Think of dinosaurs, to further explain this. Now there was a species that did originate here on Earth but in an entirely different DNA strand as ours. Thus, and very predictably, those fuckers look a million times different than us, were a million times different than us. The series of proofreading errors - the distinct and exact set of errors in the same exact sequence - was not matched perfectly when we crawled from the natural heating vents and toward land. The end result: we are nothing like dinosaurs. 

Maybe I'm completely insane, but I don't think so. I think my very limited understanding of science and biology has led me to a logical conclusion that changes a few things, at least as far as grays are concerned. 

Even with this logical evidence, at the end of a long day, though, it is still my own personal thought that every single alien encounter of any kind has been an encounter with our own vile government as part of a perpetuated plan unknown to its citizens and for a never-to-be-known purpose. How's that for goddamn crazy as all hell.
 

Friday, January 27, 2017

Tonight I Have Scurvy

Got home at 2 p.m. from work today and went to bed. Woke up at 10:30 p.m. Refreshed but have that speculative feeling one gets when having been displaced from the world for a time and returned in the middle of some darkness that seems metaphysical.

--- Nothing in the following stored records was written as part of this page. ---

//! CLI entrypoint for the `aspectweave` build runner.
//!
//! The binary delegates to [`aspectweave_cli::run`], which loads
//! configuration, reads the project manifest, wires the weaving tasks and
//! executes the requested tasks.

use std::io::{self, StderrLock, StdoutLock};
use std::process::ExitCode;

fn main() -> ExitCode {
    let mut stdout: StdoutLock<'_> = io::stdout().lock();
    let mut stderr: StderrLock<'_> = io::stderr().lock();
    aspectweave_cli::run(std::env::args_os(), &mut stdout, &mut stderr)
}
//! Bytecode weaving orchestration for host build pipelines.
//!
//! The `aspectweave` crate wires an external aspect weaver (`ajc`) into a
//! host build's task graph. It does not weave anything itself: it assembles
//! the weaver's command line per compilation unit, runs it synchronously and
//! triages the diagnostics it reports into fatal and informational outcomes.
//!
//! # Architecture
//!
//! Data flows leaf first for every compilation unit:
//!
//! 1. [`paths::PathResolver`] gathers the output directory, aspect path,
//!    classpath and platform bootclasspath.
//! 2. [`arguments::WeaveArguments`] orders them into the weaver's argument
//!    vector.
//! 3. A [`invoker::WeaveInvoker`] runs the weaver and returns its messages.
//! 4. [`triage::triage`] routes each message to a diagnostic channel.
//!
//! [`plugin::AspectWeavePlugin`] registers the `aspectJConfigure`,
//! `aspectJWeaving` and `aspectJSetupVerify` tasks in a [`graph::TaskGraph`],
//! attaches the per-unit pipeline as post-compile hooks and adds ordering
//! edges once the [`project::Project`] is evaluated. [`verify`] checks the
//! runtime independently and only reports.
//!
//! # Example
//!
//! ```rust,no_run
//! use aspectweave::graph::TaskGraph;
//! use aspectweave::invoker::AjcInvoker;
//! use aspectweave::paths::{Environment, PathResolver, ProcessEnvironment};
//! use aspectweave::plugin::{AspectWeavePlugin, WeavePipeline, WeaveSettings};
//! use aspectweave::project::Project;
//! use aspectweave::triage::TracingChannels;
//! use aspectweave::verify::JavapProbe;
//!
//! let environment: Box<dyn Environment> = Box::new(ProcessEnvironment);
//! let pipeline = WeavePipeline::new(
//!     PathResolver::new(environment, "ASPECTWEAVE_BOOT_CLASSPATH"),
//!     Box::new(AjcInvoker::new("ajc")),
//!     Box::new(TracingChannels),
//!     WeaveSettings::new("11".parse().expect("valid level"), false),
//! );
//! let plugin = AspectWeavePlugin::new(pipeline, JavapProbe::new("javap", None));
//!
//! let mut graph = TaskGraph::new();
//! plugin.apply(&mut graph).expect("tasks register");
//! let report = plugin
//!     .after_evaluate(&Project::new("app"), &mut graph)
//!     .expect("wiring succeeds");
//! assert_eq!(report.edges(), 0);
//! ```

pub mod arguments;
pub mod graph;
pub mod invoker;
pub mod message;
pub mod paths;
pub mod plugin;
pub mod project;
pub mod triage;
pub mod verify;

#[cfg(test)]
mod tests;

pub use self::arguments::{ArgumentError, LanguageLevel, WeaveArguments};
pub use self::graph::{
    BuildReport, ExecutionPlan, GraphError, TaskAction, TaskContext, TaskError, TaskGraph,
    TaskState,
};
pub use self::invoker::{AjcInvoker, InvokeError, WeaveInvoker};
pub use self::message::{WeaveCause, WeaveMessage, WeaveSeverity};
pub use self::paths::{Environment, PathResolver, ProcessEnvironment, ResolvedPaths};
pub use self::plugin::{
    AspectWeavePlugin, PluginError, WeaveError, WeavePipeline, WeaveSettings, WiringReport,
};
pub use self::project::{CompilationUnit, Dependency, Extension, Project};
pub use self::triage::{DiagnosticChannels, InvocationOutcome, TracingChannels, Verdict};
pub use self::verify::{ClassProbe, JavapProbe, ProbeError, VerificationReport};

I'm watching a television program about the 1980s and buffering that with occasional smoke breaks outside in the cold. The 80s for me is a land of nostalgia, which some have said is a specified form of scurvy. I have scurvy then. Bring me orange juice, but not too much, because I like my current state of remembering Cheers and the championship Chicago Bears and Jimmy Carter and the credit-devouring Ronald Reagan because, yes, Carter negotiated the release of those hostages people and Reagan took credit in the first hour of his presidency. Believe it. And Carter stayed as quiet as fuck about it because he is and was the actual definition of a true patriot - a person who does the right thing, the hard thing, without concern for who gets credit and who gets an unfair amount of shit thrown in their face.

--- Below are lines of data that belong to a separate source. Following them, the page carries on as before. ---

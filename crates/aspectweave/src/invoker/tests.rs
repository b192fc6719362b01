//! Unit tests for weaver invocation.

use std::fs;

use rstest::{fixture, rstest};
use tempfile::TempDir;

use super::*;
use crate::arguments::LanguageLevel;
use crate::message::WeaveSeverity;
use crate::paths::ResolvedPaths;

#[fixture]
fn arguments() -> WeaveArguments {
    let level: LanguageLevel = "11".parse().expect("level");
    WeaveArguments::build(&ResolvedPaths::new("out", "a.jar", "a.jar", ""), &level)
        .expect("arguments")
}

/// Writes a shell script standing in for the weaver and returns an invoker
/// running it through `sh`.
fn scripted(directory: &TempDir, body: &str) -> AjcInvoker {
    let script = directory.path().join("ajc.sh");
    fs::write(&script, body).expect("write script");
    AjcInvoker::new("sh").with_leading_args(vec![script.display().to_string()])
}

#[rstest]
fn collects_messages_from_both_streams(arguments: WeaveArguments) {
    let directory = TempDir::new().expect("temp dir");
    let invoker = scripted(
        &directory,
        "echo '[warning] advice defined in Log has not been applied'\n\
         echo 'weaveinfo Join point advised' \n\
         echo '[error] cannot find type Foo' >&2\n\
         echo '    at Foo.bar(Foo.java:1)' >&2\n\
         exit 1\n",
    );
    let messages = invoker.invoke(arguments).expect("invoke");
    let severities: Vec<WeaveSeverity> = messages.iter().map(WeaveMessage::severity).collect();
    assert_eq!(
        severities,
        vec![WeaveSeverity::Warning, WeaveSeverity::Info, WeaveSeverity::Error]
    );
    assert!(messages.last().and_then(WeaveMessage::cause).is_some());
}

#[rstest]
fn receives_arguments_in_order(arguments: WeaveArguments) {
    let directory = TempDir::new().expect("temp dir");
    let invoker = scripted(&directory, "echo \"$1 $2 $3 $4\"\n");
    let messages = invoker.invoke(arguments).expect("invoke");
    assert_eq!(
        messages.first().map(WeaveMessage::text),
        Some("-showWeaveInfo -11 -inpath out")
    );
}

#[rstest]
fn unsuccessful_exit_without_diagnostics_fails(arguments: WeaveArguments) {
    let directory = TempDir::new().expect("temp dir");
    let invoker = scripted(&directory, "exit 3\n");
    let messages = invoker.invoke(arguments).expect("invoke");
    assert_eq!(messages.len(), 1);
    assert!(messages.iter().all(WeaveMessage::is_fatal));
}

#[rstest]
fn undecodable_output_still_yields_diagnostics(arguments: WeaveArguments) {
    let directory = TempDir::new().expect("temp dir");
    let invoker = scripted(
        &directory,
        "printf '[error] cannot read caf\\351.class\\n' >&2\nexit 1\n",
    );
    let messages = invoker.invoke(arguments).expect("invoke");
    assert_eq!(messages.len(), 1);
    let message = messages.first().expect("message");
    assert!(message.is_fatal());
    assert!(message.text().contains('\u{fffd}'), "text: {}", message.text());
}

#[rstest]
fn missing_program_is_a_spawn_error(arguments: WeaveArguments) {
    let invoker = AjcInvoker::new("aspectweave-test-missing-weaver");
    let error = invoker.invoke(arguments).expect_err("spawn should fail");
    assert!(matches!(error, InvokeError::Spawn { .. }));
}

#[rstest]
#[case("ajc", "ajc", 0)]
#[case("java -cp tools.jar org.aspectj.tools.ajc.Main", "java", 3)]
fn command_lines_split_on_whitespace(
    #[case] line: &str,
    #[case] program: &str,
    #[case] leading: usize,
) {
    let invoker = AjcInvoker::from_command_line(line).expect("command line");
    assert_eq!(invoker.program(), program);
    assert_eq!(invoker.leading_args().len(), leading);
}

#[test]
fn blank_command_line_is_rejected() {
    assert!(AjcInvoker::from_command_line("  ").is_none());
}

#[rstest]
fn mocks_stand_in_for_the_weaver(arguments: WeaveArguments) {
    let mut invoker = MockWeaveInvoker::new();
    invoker
        .expect_invoke()
        .withf(|arguments| arguments.value_of("-d") == Some("out"))
        .times(1)
        .returning(|_| Ok(vec![WeaveMessage::new(WeaveSeverity::Info, "ok")]));
    let messages = invoker.invoke(arguments).expect("invoke");
    assert_eq!(messages.len(), 1);
}
fn run_actions(node: &TaskNode, context: &mut TaskContext<'_>) -> Result<(), TaskError> {
    for action in &node.actions {
        action.execute(context)?;
    }
    let position = context.index.get(node.name()).copied();
    let attached = position
        .and_then(|position| context.hooks.pending.remove(&position))
        .unwrap_or_default();
    for hook in attached {
        hook.execute(context)?;
    }
    Ok(())
}

impl fmt::Debug for ExecutionPlan {
    fn fmt(&self, formatter: &mut fmt::Formatter<'_>) -> fmt::Result {
        formatter
            .debug_struct("ExecutionPlan")
            .field("nodes", &self.nodes)
            .field("states", &self.states)
            .finish_non_exhaustive()
    }
}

Ordered four books from Amazon today - Blake Butler's Nothing: A Portrait of Insomnia, Dennis Cooper's Frisk, The Best American Experimental Stories, and a book I lost in a storage locker back in the dark days of 2008, Charles Baxter's Burning Down the House.

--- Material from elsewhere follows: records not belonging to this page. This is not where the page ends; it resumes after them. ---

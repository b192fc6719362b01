//! Error types for the CLI runtime.

use std::io;
use std::sync::Arc;

use aspectweave::{ArgumentError, GraphError, PluginError};
use thiserror::Error;

use crate::manifest::ManifestError;
use crate::telemetry::TelemetryError;

#[derive(Debug, Error)]
pub(crate) enum AppError {
    #[error("failed to load configuration: {0}")]
    LoadConfiguration(Arc<ortho_config::OrthoError>),
    #[error("{0}")]
    CliUsage(clap::Error),
    #[error(transparent)]
    Telemetry(#[from] TelemetryError),
    #[error(transparent)]
    Manifest(#[from] ManifestError),
    #[error("configured language level is invalid: {0}")]
    LanguageLevel(ArgumentError),
    #[error("the weaver program must not be empty")]
    EmptyWeaverProgram,
    #[error(transparent)]
    Graph(#[from] GraphError),
    #[error(transparent)]
    Plugin(#[from] PluginError),
    #[error("compilation unit '{0}' is not declared in the manifest")]
    UnknownUnit(String),
    #[error("failed to build weave arguments: {0}")]
    Arguments(ArgumentError),
    #[error("failed to write output: {0}")]
    WriteOutput(Arc<io::Error>),
}

impl From<io::Error> for AppError {
    fn from(error: io::Error) -> Self {
        Self::WriteOutput(Arc::new(error))
    }
}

Jesus, those dark days of 2008. I lost my vehicle to the repo man, my house to the mortgage company, a wife I needed to get rid of anyways to an ex-boyfriend who ultimately inherited a fine mess, and my sobriety to the beginnings of a battle with alcoholism that wouldn't end for another six years.

No real thread here, just some rambling.

Also, I really want to read Abraham Smith's book Hank.

Thursday, January 26, 2017

Baseball in January

It's January but I'm watching a baseball game thanks to the magical wonder of MLB At Bat. Paid meh twenty bucks and now I'm set for the next year. The Braves spring training games start on April 3 so now I won't have to miss a single pitch. By god. By god.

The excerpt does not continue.